Черняк посмотрел на Катю, сонный изгиб стройного тела пленил его на мгновение ярким контрастом влекущей женственности с неряшливым полутемным подвалом, где золото и опасность, лишения и достаток мешались в пестром калейдоскопе.

Сложнейшие движения духа роились в нем сильно и гармонично, сразу открывая настоящий, единственный выход в мировой простор, по отношению к которому трое спящих вокруг него людей делались чем-то вроде тюремных замков.

Черняк не мог, не в силах был представить, что будет дальше; ничего такого, что могло бы служить достойным продолжением пережитой страницы жизни, не видел он в этих четырех стенах, покрытых случайными коврами, ободранной штукатуркой и плесенью.

Все спали. Момент был удобен как нельзя более; уйти — без разговоров и сожалений, расспросов и остановок.

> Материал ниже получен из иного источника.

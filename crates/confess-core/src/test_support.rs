//! Shared test fixtures: an app wired to the in-memory store and a recording
//! messenger double.

use std::sync::{
    atomic::{AtomicI32, Ordering},
    Arc,
};

use async_trait::async_trait;
use tokio::sync::Mutex;

use crate::{
    callback::CallbackAction,
    comments::CommentThreads,
    confession::ModerationPipeline,
    config::Config,
    cooldown::Cooldowns,
    domain::{ChatId, ConfessionId, MessageId, MessageRef, UserId},
    messaging::{
        port::MessengerPort,
        types::{ButtonAction, InlineKeyboard, ReplyMenu},
    },
    router::App,
    state::StateStore,
    store::{DocumentStore, MemoryStore},
    users::UserDirectory,
    Result,
};

/// The single admin configured by [`test_config`].
pub const ADMIN: UserId = UserId(99);

pub fn test_config() -> Config {
    Config {
        bot_token: "TEST:TOKEN".to_string(),
        admin_ids: vec![ADMIN.0],
        channel_id: "@confessions".to_string(),
        bot_username: "confessor_bot".to_string(),
        webhook_addr: "127.0.0.1:0".parse().unwrap(),
        webhook_path: "/api/bot".to_string(),
        confession_cooldown: std::time::Duration::from_millis(60_000),
        comment_page_size: 5,
        store_path: None,
    }
}

#[derive(Clone, Debug)]
pub enum Sent {
    Text {
        chat: i64,
        text: String,
    },
    Keyboard {
        chat: i64,
        text: String,
        keyboard: InlineKeyboard,
    },
    Menu {
        chat: i64,
        text: String,
    },
    ChannelPost {
        channel: String,
        text: String,
        keyboard: InlineKeyboard,
    },
    ButtonsEdited {
        message: MessageRef,
        buttons: usize,
    },
    CallbackAnswered {
        callback_id: String,
        toast: Option<String>,
    },
}

/// MessengerPort double that records every outbound call.
#[derive(Default)]
pub struct RecordingMessenger {
    sent: Mutex<Vec<Sent>>,
    next_message_id: AtomicI32,
}

impl RecordingMessenger {
    pub fn new() -> Self {
        Self::default()
    }

    fn next_ref(&self, chat: i64) -> MessageRef {
        MessageRef {
            chat_id: ChatId(chat),
            message_id: MessageId(self.next_message_id.fetch_add(1, Ordering::SeqCst)),
        }
    }

    pub async fn clear(&self) {
        self.sent.lock().await.clear();
    }

    pub async fn texts_for(&self, chat: i64) -> Vec<String> {
        self.sent
            .lock()
            .await
            .iter()
            .filter_map(|s| match s {
                Sent::Text { chat: c, text } if *c == chat => Some(text.clone()),
                _ => None,
            })
            .collect()
    }

    pub async fn keyboards_for(&self, chat: i64) -> Vec<(String, InlineKeyboard)> {
        self.sent
            .lock()
            .await
            .iter()
            .filter_map(|s| match s {
                Sent::Keyboard {
                    chat: c,
                    text,
                    keyboard,
                } if *c == chat => Some((text.clone(), keyboard.clone())),
                _ => None,
            })
            .collect()
    }

    pub async fn menus_for(&self, chat: i64) -> Vec<String> {
        self.sent
            .lock()
            .await
            .iter()
            .filter_map(|s| match s {
                Sent::Menu { chat: c, text } if *c == chat => Some(text.clone()),
                _ => None,
            })
            .collect()
    }

    pub async fn channel_posts(&self) -> Vec<String> {
        self.sent
            .lock()
            .await
            .iter()
            .filter_map(|s| match s {
                Sent::ChannelPost { text, .. } => Some(text.clone()),
                _ => None,
            })
            .collect()
    }

    pub async fn channel_targets(&self) -> Vec<String> {
        self.sent
            .lock()
            .await
            .iter()
            .filter_map(|s| match s {
                Sent::ChannelPost { channel, .. } => Some(channel.clone()),
                _ => None,
            })
            .collect()
    }

    pub async fn channel_keyboards(&self) -> Vec<InlineKeyboard> {
        self.sent
            .lock()
            .await
            .iter()
            .filter_map(|s| match s {
                Sent::ChannelPost { keyboard, .. } => Some(keyboard.clone()),
                _ => None,
            })
            .collect()
    }

    pub async fn callback_answers(&self) -> Vec<(String, Option<String>)> {
        self.sent
            .lock()
            .await
            .iter()
            .filter_map(|s| match s {
                Sent::CallbackAnswered { callback_id, toast } => {
                    Some((callback_id.clone(), toast.clone()))
                }
                _ => None,
            })
            .collect()
    }

    pub async fn button_edits(&self) -> Vec<(MessageRef, usize)> {
        self.sent
            .lock()
            .await
            .iter()
            .filter_map(|s| match s {
                Sent::ButtonsEdited { message, buttons } => Some((*message, *buttons)),
                _ => None,
            })
            .collect()
    }
}

#[async_trait]
impl MessengerPort for RecordingMessenger {
    async fn send_text(&self, chat_id: ChatId, text: &str) -> Result<MessageRef> {
        self.sent.lock().await.push(Sent::Text {
            chat: chat_id.0,
            text: text.to_string(),
        });
        Ok(self.next_ref(chat_id.0))
    }

    async fn send_keyboard(
        &self,
        chat_id: ChatId,
        text: &str,
        keyboard: InlineKeyboard,
    ) -> Result<MessageRef> {
        self.sent.lock().await.push(Sent::Keyboard {
            chat: chat_id.0,
            text: text.to_string(),
            keyboard,
        });
        Ok(self.next_ref(chat_id.0))
    }

    async fn send_menu(&self, chat_id: ChatId, text: &str, _menu: ReplyMenu) -> Result<MessageRef> {
        self.sent.lock().await.push(Sent::Menu {
            chat: chat_id.0,
            text: text.to_string(),
        });
        Ok(self.next_ref(chat_id.0))
    }

    async fn edit_message_buttons(&self, msg: MessageRef, keyboard: InlineKeyboard) -> Result<()> {
        self.sent.lock().await.push(Sent::ButtonsEdited {
            message: msg,
            buttons: keyboard.rows.iter().map(Vec::len).sum(),
        });
        Ok(())
    }

    async fn answer_callback(&self, callback_id: &str, text: Option<&str>) -> Result<()> {
        self.sent.lock().await.push(Sent::CallbackAnswered {
            callback_id: callback_id.to_string(),
            toast: text.map(|s| s.to_string()),
        });
        Ok(())
    }

    async fn send_channel_post(
        &self,
        channel: &str,
        text: &str,
        keyboard: InlineKeyboard,
    ) -> Result<MessageRef> {
        self.sent.lock().await.push(Sent::ChannelPost {
            channel: channel.to_string(),
            text: text.to_string(),
            keyboard,
        });
        Ok(self.next_ref(0))
    }
}

/// A fully wired app over MemoryStore + RecordingMessenger, with the service
/// handles the component tests drive directly.
pub struct Fixture {
    pub cfg: Arc<Config>,
    pub app: Arc<App>,
    pub messenger: Arc<RecordingMessenger>,
    pub users: Arc<UserDirectory>,
    pub states: StateStore,
    pub cooldowns: Cooldowns,
    pub pipeline: Arc<ModerationPipeline>,
    pub threads: Arc<CommentThreads>,
}

impl Fixture {
    pub async fn new() -> Self {
        let cfg = Arc::new(test_config());
        let store: Arc<dyn DocumentStore> = Arc::new(MemoryStore::new());
        let messenger = Arc::new(RecordingMessenger::new());
        let port: Arc<dyn MessengerPort> = messenger.clone();
        let app = Arc::new(App::new(cfg.clone(), store, port));

        Self {
            cfg,
            messenger,
            users: app.users.clone(),
            states: app.states.clone(),
            cooldowns: app.cooldowns.clone(),
            pipeline: app.pipeline.clone(),
            threads: app.threads.clone(),
            app,
        }
    }

    /// Creates a profile with a chosen display name.
    pub async fn named_user(&self, id: i64, name: &str) {
        self.users
            .set_username(UserId(id), name)
            .await
            .expect("set_username");
    }

    /// Submits and approves a confession, returning its id.
    pub async fn published_confession(&self, author: UserId, text: &str) -> ConfessionId {
        let confession = self.pipeline.submit(author, text).await.expect("submit");
        self.pipeline
            .approve(ADMIN, &confession.id)
            .await
            .expect("approve");
        confession.id
    }

    /// Extracts the confession id from the approve button of the last
    /// moderation request sent to the admin.
    pub async fn only_confession_id(&self) -> ConfessionId {
        let keyboards = self.messenger.keyboards_for(ADMIN.0).await;
        let (_, keyboard) = keyboards.last().expect("no moderation request sent");

        for row in &keyboard.rows {
            for button in row {
                if let ButtonAction::Callback(data) = &button.action {
                    if let Some(CallbackAction::Approve(id)) = CallbackAction::parse(data) {
                        return id;
                    }
                }
            }
        }
        panic!("no approve button in the moderation request");
    }
}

Куда? На момент Черняк остановился, стараясь зажать в стальной кулак мысли цветущий земной шар, где много места для нетерпеливых движений радости.

Черняк потер лоб и вдруг зажмурился, охваченный жгучим светом простой и ясной, как нагой человек, истины:

«Неизмеримо огромна жизнь. И место дает всякому, умеющему любить ее больше женщины, самого себя и короткого тупого счастья».

Черняк надел шляпу. Дверь скрипнула. Уходя, он бессознательно оглянулся, как это делает всякий, покидающий приютившее его место. Но в комнате уже не было сна: с кровати, приподняв взлохмаченную пушистую голову, смотрела на него девушка.

— Куда вы? — спросила она тоном вежливой, случайной необходимости. Глаза ее смыкались и размыкались; она ждала незначительного ответа, после которого можно опять уснуть.

— Прощайте! — сказал Черняк, улыбаясь так легко и безобидно, как будто выходил на минутку. — Я ухожу, и совсем. Кланяйтесь Шмыгуну.